La vejez es una noción vaga, fácil de manipular y muy relativa. Cambia de aspecto y valor según el enfoque (médico o cultural, por ejemplo), la sociedad y la época. Se valora o no, comienza a los 75 años para el presidente de una multinacional o a los 30 años para un deportista…
Las civilizaciones antiguas respetaban a los ancianos y se sometían a su juicio. La ciudad ideal de Platón se basaba en unas competencias y una experiencia que sólo pueden adquirirse pasados los cuarenta. En la mayoría de las sociedades tradicionales, la vejez constituye un símbolo de sabiduría, de altos valores morales, sociales y religiosos.
Sin embargo, hoy en día la situación tiende a invertirse, y en muchos casos ha desaparecido el antiguo respeto por la sabiduría de los viejos. La experiencia de los ancianos ha perdido todo su valor; lo que es viejo se rechaza como superado, negativo, sinónimo de muerte, decrepitud y tristeza.
■ Una sociedad que envejece
Nuestras sociedades modernas descubren, en un sentido, lo que es la vejez. El envejecimiento de la población y la prolongación de la vida son fenómenos relativamente recientes. Los viejos a los que se llamaba respetuosamente «ancianos» sólo constituían antaño una fracción marginal de la población —sigue siendo así por ejemplo en África o en algunas tribus—. Si hoy en día los mayores de 60 años representan más o menos la quinta parte de la población total, deberían representar la cuarta parte en 2020, según las previsiones.

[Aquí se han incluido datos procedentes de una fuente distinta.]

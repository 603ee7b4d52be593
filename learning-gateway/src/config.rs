//! Configuration for the learning gateway
//!
//! CLI arguments with environment variable fallbacks.

use clap::Parser;
use std::net::SocketAddr;
use std::path::PathBuf;

use narrative_engine::EngineConfig;

/// Learning gateway - adaptive narrative sessions over REST and WebSocket
#[derive(Parser, Debug, Clone)]
#[command(name = "learning-gateway")]
#[command(about = "REST and WebSocket gateway for adaptive narrative learning sessions")]
pub struct Args {
    /// Address to listen on
    #[arg(long, env = "LISTEN", default_value = "0.0.0.0:8080")]
    pub listen: SocketAddr,

    /// Log level (trace, debug, info, warn, error)
    #[arg(long, env = "LOG_LEVEL", default_value = "info")]
    pub log_level: String,

    /// Emit logs as JSON lines
    #[arg(long, env = "LOG_JSON", default_value = "false")]
    pub log_json: bool,

    /// Engine tuning file (YAML)
    #[arg(long, env = "ENGINE_CONFIG")]
    pub engine_config: Option<PathBuf>,

    /// Nuggets and narrative nodes to load at startup (YAML or JSON)
    #[arg(long, env = "SEED_LIBRARY")]
    pub seed_library: Option<PathBuf>,

    /// Base URL of an OpenAI-compatible chat completions API
    #[arg(long, env = "LLM_BASE_URL")]
    pub llm_base_url: Option<String>,

    /// Model name sent with every completion request
    #[arg(long, env = "LLM_MODEL", default_value = "gpt-4o-mini")]
    pub llm_model: String,

    /// API key for the model endpoint
    #[arg(long, env = "LLM_API_KEY", hide_env_values = true)]
    pub llm_api_key: Option<String>,

    /// Provider name written to usage records
    #[arg(long, env = "LLM_PROVIDER", default_value = "openai")]
    pub llm_provider: String,

    /// Append usage records to this JSONL file
    #[arg(long, env = "USAGE_LOG")]
    pub usage_log: Option<PathBuf>,

    /// Enable development mode (scripted mock model instead of HTTP)
    #[arg(long, env = "DEV_MODE", default_value = "false")]
    pub dev_mode: bool,
}

impl Args {
    /// Validate configuration
    pub fn validate(&self) -> Result<(), String> {
        if !self.dev_mode {
            match self.llm_base_url.as_deref() {
                None | Some("") => {
                    return Err("LLM_BASE_URL is required outside development mode".to_string());
                }
                Some(url) if !url.starts_with("http://") && !url.starts_with("https://") => {
                    return Err(format!("LLM_BASE_URL must be an http(s) URL, got {}", url));
                }
                _ => {}
            }
        }

        if self.llm_model.trim().is_empty() {
            return Err("LLM_MODEL must not be empty".to_string());
        }

        Ok(())
    }

    /// Engine config from `ENGINE_CONFIG`, or defaults.
    pub fn load_engine_config(&self) -> anyhow::Result<EngineConfig> {
        match &self.engine_config {
            Some(path) => {
                let yaml = std::fs::read_to_string(path)?;
                Ok(EngineConfig::from_yaml(&yaml)?)
            }
            None => Ok(EngineConfig::default()),
        }
    }

    /// Default `EnvFilter` directives when `RUST_LOG` is unset.
    pub fn default_log_filter(&self) -> String {
        format!(
            "learning_gateway={level},narrative_engine={level},tutor_agent={level},info",
            level = self.log_level
        )
    }
}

Cuando la mayoría de las personas moría a los 35 o 40 años, no se planteaban demasiado los problemas médicos, políticos y sociales propios de la vejez.
En Roma, la esperanza de vida se situaba en torno a los 25 años; todavía en el siglo XVIII pocos superaban los 35 o 40 años; a principios del siglo XX la esperanza de vida alcanzaba 45 años para los hombres y 49 para las mujeres; en los años treinta, era de 56 y 62 años respectivamente; en los años sesenta, de 68 y 75 años, y ahora es de 72 y 80 años.

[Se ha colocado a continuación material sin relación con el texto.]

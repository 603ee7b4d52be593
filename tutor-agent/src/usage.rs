//! Usage/cost collection for model invocations.
//!
//! Every model call reports token usage to a [`UsageCollector`]. Collectors
//! are best-effort: callers log and discard their errors.

use async_trait::async_trait;
use chrono::{DateTime, Utc};
use serde::{Deserialize, Serialize};
use std::fs::{File, OpenOptions};
use std::io::{BufWriter, Write};
use std::path::{Path, PathBuf};
use std::sync::Arc;
use tokio::sync::Mutex;
use tracing::info;

/// Errors raised while recording usage.
#[derive(Debug, thiserror::Error)]
pub enum UsageError {
    /// The sink could not be written
    #[error("Usage sink I/O error: {0}")]
    Io(#[from] std::io::Error),

    /// The record could not be serialized
    #[error("Usage record serialization failed: {0}")]
    Serialize(#[from] serde_json::Error),

    /// The collector refused the record
    #[error("Usage collector rejected record: {0}")]
    Rejected(String),
}

/// A single usage record for one model invocation.
#[derive(Debug, Clone, PartialEq, Serialize, Deserialize)]
pub struct UsageRecord {
    /// When the usage was recorded
    pub recorded_at: DateTime<Utc>,
    /// Provider (e.g. "openai", "ollama", "mock")
    pub provider: String,
    /// Model identifier
    pub model: String,
    /// Input units (prompt tokens)
    pub input_units: u32,
    /// Output units (completion tokens)
    pub output_units: u32,
    /// Tenant the call was made for
    pub tenant_id: String,
    /// Learner the call was made for, if any
    #[serde(default, skip_serializing_if = "Option::is_none")]
    pub learner_id: Option<String>,
}

impl UsageRecord {
    /// Create a new usage record.
    pub fn new(
        provider: impl Into<String>,
        model: impl Into<String>,
        input_units: u32,
        output_units: u32,
        tenant_id: impl Into<String>,
    ) -> Self {
        Self {
            recorded_at: Utc::now(),
            provider: provider.into(),
            model: model.into(),
            input_units,
            output_units,
            tenant_id: tenant_id.into(),
            learner_id: None,
        }
    }

    /// Attribute the usage to a learner.
    pub fn with_learner(mut self, learner_id: impl Into<String>) -> Self {
        self.learner_id = Some(learner_id.into());
        self
    }

    /// Convert to JSONL line
    pub fn to_jsonl(&self) -> Result<String, serde_json::Error> {
        serde_json::to_string(self)
    }
}

/// Sink for usage records.
#[async_trait]
pub trait UsageCollector: Send + Sync {
    /// Record one usage event.
    async fn record(&self, record: UsageRecord) -> Result<(), UsageError>;
}

/// Collector that discards everything.
#[derive(Debug, Clone, Copy, Default)]
pub struct NoopUsageCollector;

#[async_trait]
impl UsageCollector for NoopUsageCollector {
    async fn record(&self, _record: UsageRecord) -> Result<(), UsageError> {
        Ok(())
    }
}

/// Collector that keeps records in memory.
#[derive(Debug, Clone, Default)]
pub struct MemoryUsageCollector {
    records: Arc<Mutex<Vec<UsageRecord>>>,
}

impl MemoryUsageCollector {
    /// Create an empty collector.
    pub fn new() -> Self {
        Self::default()
    }

    /// Snapshot of everything recorded so far.
    pub async fn records(&self) -> Vec<UsageRecord> {
        self.records.lock().await.clone()
    }
}

#[async_trait]
impl UsageCollector for MemoryUsageCollector {
    async fn record(&self, record: UsageRecord) -> Result<(), UsageError> {
        self.records.lock().await.push(record);
        Ok(())
    }
}

/// Usage logger that appends records to a JSONL file.
#[derive(Clone)]
pub struct JsonlUsageLogger {
    inner: Arc<Mutex<JsonlInner>>,
}

struct JsonlInner {
    writer: BufWriter<File>,
    path: PathBuf,
}

impl JsonlUsageLogger {
    /// Open (or create) the log file in append mode.
    pub fn open(path: impl AsRef<Path>) -> Result<Self, UsageError> {
        let path = path.as_ref().to_path_buf();
        let file = OpenOptions::new().create(true).append(true).open(&path)?;

        info!("Usage logging initialized to {}", path.display());

        Ok(Self {
            inner: Arc::new(Mutex::new(JsonlInner {
                writer: BufWriter::new(file),
                path,
            })),
        })
    }

    /// Path of the log file.
    pub async fn path(&self) -> PathBuf {
        self.inner.lock().await.path.clone()
    }
}

#[async_trait]
impl UsageCollector for JsonlUsageLogger {
    async fn record(&self, record: UsageRecord) -> Result<(), UsageError> {
        let line = record.to_jsonl()?;
        let mut inner = self.inner.lock().await;
        writeln!(inner.writer, "{}", line)?;
        inner.writer.flush()?;
        Ok(())
    }
}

En 1950 había muy pocos centenarios en España; hoy en día hay bastantes, con mayoría de mujeres. En la actualidad se llevan a cabo investigaciones para intentar determinar, a partir del estudio de los miembros de una misma familia con una vida de duración excepcional, un posible gen de la longevidad. Aunque aún no hemos penetrado en el secreto de los centenarios, sabemos que tienen puntos en común: todos afirman haber llevado una vida normal y activa sin excesos, ni tabaco ni alcohol, haber estado enfermos raramente, dormir bien, ser optimistas, tener una alimentación con pocas grasas y carne, y muchos tienen progenitores que también vivieron mucho tiempo. Una persona cuyos padres murieron a los 90 años tiene cuatro veces más posibilidades que otra de alcanzar esa edad.

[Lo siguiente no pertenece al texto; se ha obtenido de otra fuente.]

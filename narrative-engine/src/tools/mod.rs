//! Tool execution registry and the built-in tutor tools.

pub mod handlers;
pub mod question_log;
pub mod registry;
pub mod types;

pub use handlers::{register_builtin_tools, ToolServices};
pub use question_log::{QuestionEntry, QuestionLog};
pub use registry::{ToolHandler, ToolRegistry};
pub use types::{ToolContext, ToolFailure, ToolInvocation, ToolResult};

La prolongación de la vida se debe a la mejora de las condiciones de vida, higiene y alimentación, así como a los avances médicos y quirúrgicos. A comienzos del siglo XX las enfermedades víricas y microbianas constituían aún la primera causa de mortalidad; desde entonces, sulfamidas, antibióticos, vacunas y sueros han puesto fin a enfermedades infecciosas. Las enfermedades de las que morimos hoy eran en gran parte desconocidas para nuestros antepasados, ya que se trata de enfermedades del «envejecimiento», trastornos degenerativos y tardíos (cáncer, enfermedades cardiovasculares, etc.).